- **Problem to solve**
Every line of the data below is to be retyped exactly.

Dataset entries
- Opening Delimiter -

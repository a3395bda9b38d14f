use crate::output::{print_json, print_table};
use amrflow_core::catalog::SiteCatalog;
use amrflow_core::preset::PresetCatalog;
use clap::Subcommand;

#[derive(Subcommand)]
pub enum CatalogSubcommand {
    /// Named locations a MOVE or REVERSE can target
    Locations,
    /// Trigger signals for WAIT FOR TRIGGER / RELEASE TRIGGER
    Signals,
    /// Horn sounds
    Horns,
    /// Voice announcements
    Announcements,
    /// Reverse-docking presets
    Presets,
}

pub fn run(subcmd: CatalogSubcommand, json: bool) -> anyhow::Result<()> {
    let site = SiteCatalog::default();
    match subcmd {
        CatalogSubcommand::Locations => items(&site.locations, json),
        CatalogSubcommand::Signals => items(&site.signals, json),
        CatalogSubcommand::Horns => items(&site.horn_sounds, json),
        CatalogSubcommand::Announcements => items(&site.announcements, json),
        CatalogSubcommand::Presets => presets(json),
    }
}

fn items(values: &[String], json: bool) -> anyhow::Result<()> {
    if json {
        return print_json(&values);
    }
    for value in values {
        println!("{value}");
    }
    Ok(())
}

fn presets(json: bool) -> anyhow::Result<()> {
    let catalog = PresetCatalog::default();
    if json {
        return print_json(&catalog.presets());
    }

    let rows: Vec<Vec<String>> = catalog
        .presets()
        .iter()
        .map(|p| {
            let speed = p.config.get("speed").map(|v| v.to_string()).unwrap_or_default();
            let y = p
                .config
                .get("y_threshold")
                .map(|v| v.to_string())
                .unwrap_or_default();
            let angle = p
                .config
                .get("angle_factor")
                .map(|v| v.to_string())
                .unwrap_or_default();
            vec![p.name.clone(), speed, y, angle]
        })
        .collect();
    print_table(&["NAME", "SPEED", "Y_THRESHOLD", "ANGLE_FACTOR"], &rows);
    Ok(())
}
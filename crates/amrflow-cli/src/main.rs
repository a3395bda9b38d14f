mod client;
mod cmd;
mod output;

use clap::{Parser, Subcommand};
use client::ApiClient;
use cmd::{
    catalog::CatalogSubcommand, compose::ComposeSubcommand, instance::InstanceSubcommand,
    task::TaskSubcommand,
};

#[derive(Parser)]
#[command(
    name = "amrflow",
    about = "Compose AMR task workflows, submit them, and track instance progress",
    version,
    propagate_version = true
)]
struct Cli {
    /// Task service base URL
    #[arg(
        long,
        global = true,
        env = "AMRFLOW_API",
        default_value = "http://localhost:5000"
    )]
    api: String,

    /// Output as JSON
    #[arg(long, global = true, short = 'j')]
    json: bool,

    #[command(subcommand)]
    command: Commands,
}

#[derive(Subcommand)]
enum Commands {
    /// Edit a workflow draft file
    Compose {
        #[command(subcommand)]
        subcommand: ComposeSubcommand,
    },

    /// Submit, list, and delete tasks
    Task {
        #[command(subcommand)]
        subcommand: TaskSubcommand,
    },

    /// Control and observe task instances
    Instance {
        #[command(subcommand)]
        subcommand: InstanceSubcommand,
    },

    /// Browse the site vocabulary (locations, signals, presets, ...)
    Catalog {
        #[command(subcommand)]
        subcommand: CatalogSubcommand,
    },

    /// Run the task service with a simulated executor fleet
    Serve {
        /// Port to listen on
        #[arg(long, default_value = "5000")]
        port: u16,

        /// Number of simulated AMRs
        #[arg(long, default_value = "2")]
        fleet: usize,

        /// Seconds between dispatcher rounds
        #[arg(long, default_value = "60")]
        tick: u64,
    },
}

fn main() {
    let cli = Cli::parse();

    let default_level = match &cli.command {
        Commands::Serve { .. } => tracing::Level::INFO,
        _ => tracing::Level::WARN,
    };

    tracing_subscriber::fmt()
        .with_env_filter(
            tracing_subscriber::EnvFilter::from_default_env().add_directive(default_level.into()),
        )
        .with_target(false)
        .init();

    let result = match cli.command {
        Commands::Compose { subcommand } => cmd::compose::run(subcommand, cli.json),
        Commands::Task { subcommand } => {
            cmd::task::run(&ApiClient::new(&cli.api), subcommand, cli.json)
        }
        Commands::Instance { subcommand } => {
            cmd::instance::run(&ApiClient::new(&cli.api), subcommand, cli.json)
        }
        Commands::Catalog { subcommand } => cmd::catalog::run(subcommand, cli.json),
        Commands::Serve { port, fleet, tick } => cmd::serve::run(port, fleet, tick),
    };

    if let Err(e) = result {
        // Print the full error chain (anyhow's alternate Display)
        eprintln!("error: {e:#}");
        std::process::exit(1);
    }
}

- Closing Delimiter -

- **Output of the exercise**
repository a3395bda9b38d14f
use crate::output::{print_json, print_table};
use amrflow_core::catalog::SiteCatalog;
use amrflow_core::preset::PresetCatalog;
use clap::Subcommand;

#[derive(Subcommand)]
pub enum CatalogSubcommand {
    /// Named locations a MOVE or REVERSE can target
    Locations,
    /// Trigger signals for WAIT FOR TRIGGER / RELEASE TRIGGER
    Signals,
    /// Horn sounds
    Horns,
    /// Voice announcements
    Announcements,
    /// Reverse-docking presets
    Presets,
}

pub fn run(subcmd: CatalogSubcommand, json: bool) -> anyhow::Result<()> {
    let site = SiteCatalog::default();
    match subcmd {
        CatalogSubcommand::Locations => items(&site.locations, json),
        CatalogSubcommand::Signals => items(&site.signals, json),
        CatalogSubcommand::Horns => items(&site.horn_sounds, json),
        CatalogSubcommand::Announcements => items(&site.announcements, json),
        CatalogSubcommand::Presets => presets(json),
    }
}

fn items(values: &[String], json: bool) -> anyhow::Result<()> {
    if json {
        return print_json(&values);
    }
    for value in values {
        println!("{value}");
    }
    Ok(())
}

fn presets(json: bool) -> anyhow::Result<()> {
    let catalog = PresetCatalog::default();
    if json {
        return print_json(&catalog.presets());
    }

    let rows: Vec<Vec<String>> = catalog
        .presets()
        .iter()
        .map(|p| {
            let speed = p.config.get("speed").map(|v| v.to_string()).unwrap_or_default();
            let y = p
                .config
                .get("y_threshold")
                .map(|v| v.to_string())
                .unwrap_or_default();
            let angle = p
                .config
                .get("angle_factor")
                .map(|v| v.to_string())
                .unwrap_or_default();
            vec![p.name.clone(), speed, y, angle]
        })
        .collect();
    print_table(&["NAME", "SPEED", "Y_THRESHOLD", "ANGLE_FACTOR"], &rows);
    Ok(())
}
filename crates/amrflow-cli/src/main.rs
repository a3395bda9b38d14f
mod client;
mod cmd;
mod output;

use clap::{Parser, Subcommand};
use client::ApiClient;
use cmd::{
    catalog::CatalogSubcommand, compose::ComposeSubcommand, instance::InstanceSubcommand,
    task::TaskSubcommand,
};

#[derive(Parser)]
#[command(
    name = "amrflow",
    about = "Compose AMR task workflows, submit them, and track instance progress",
    version,
    propagate_version = true
)]
struct Cli {
    /// Task service base URL
    #[arg(
        long,
        global = true,
        env = "AMRFLOW_API",
        default_value = "http://localhost:5000"
    )]
    api: String,

    /// Output as JSON
    #[arg(long, global = true, short = 'j')]
    json: bool,

    #[command(subcommand)]
    command: Commands,
}

#[derive(Subcommand)]
enum Commands {
    /// Edit a workflow draft file
    Compose {
        #[command(subcommand)]
        subcommand: ComposeSubcommand,
    },

    /// Submit, list, and delete tasks
    Task {
        #[command(subcommand)]
        subcommand: TaskSubcommand,
    },

    /// Control and observe task instances
    Instance {
        #[command(subcommand)]
        subcommand: InstanceSubcommand,
    },

    /// Browse the site vocabulary (locations, signals, presets, ...)
    Catalog {
        #[command(subcommand)]
        subcommand: CatalogSubcommand,
    },

    /// Run the task service with a simulated executor fleet
    Serve {
        /// Port to listen on
        #[arg(long, default_value = "5000")]
        port: u16,

        /// Number of simulated AMRs
        #[arg(long, default_value = "2")]
        fleet: usize,

        /// Seconds between dispatcher rounds
        #[arg(long, default_value = "60")]
        tick: u64,
    },
}

fn main() {
    let cli = Cli::parse();

    let default_level = match &cli.command {
        Commands::Serve { .. } => tracing::Level::INFO,
        _ => tracing::Level::WARN,
    };

    tracing_subscriber::fmt()
        .with_env_filter(
            tracing_subscriber::EnvFilter::from_default_env().add_directive(default_level.into()),
        )
        .with_target(false)
        .init();

    let result = match cli.command {
        Commands::Compose { subcommand } => cmd::compose::run(subcommand, cli.json),
        Commands::Task { subcommand } => {
            cmd::task::run(&ApiClient::new(&cli.api), subcommand, cli.json)
        }
        Commands::Instance { subcommand } => {
            cmd::instance::run(&ApiClient::new(&cli.api), subcommand, cli.json)
        }
        Commands::Catalog { subcommand } => cmd::catalog::run(subcommand, cli.json),
        Commands::Serve { port, fleet, tick } => cmd::serve::run(port, fleet, tick),
    };

    if let Err(e) = result {
        // Print the full error chain (anyhow's alternate Display)
        eprintln!("error: {e:#}");
        std::process::exit(1);
    }
}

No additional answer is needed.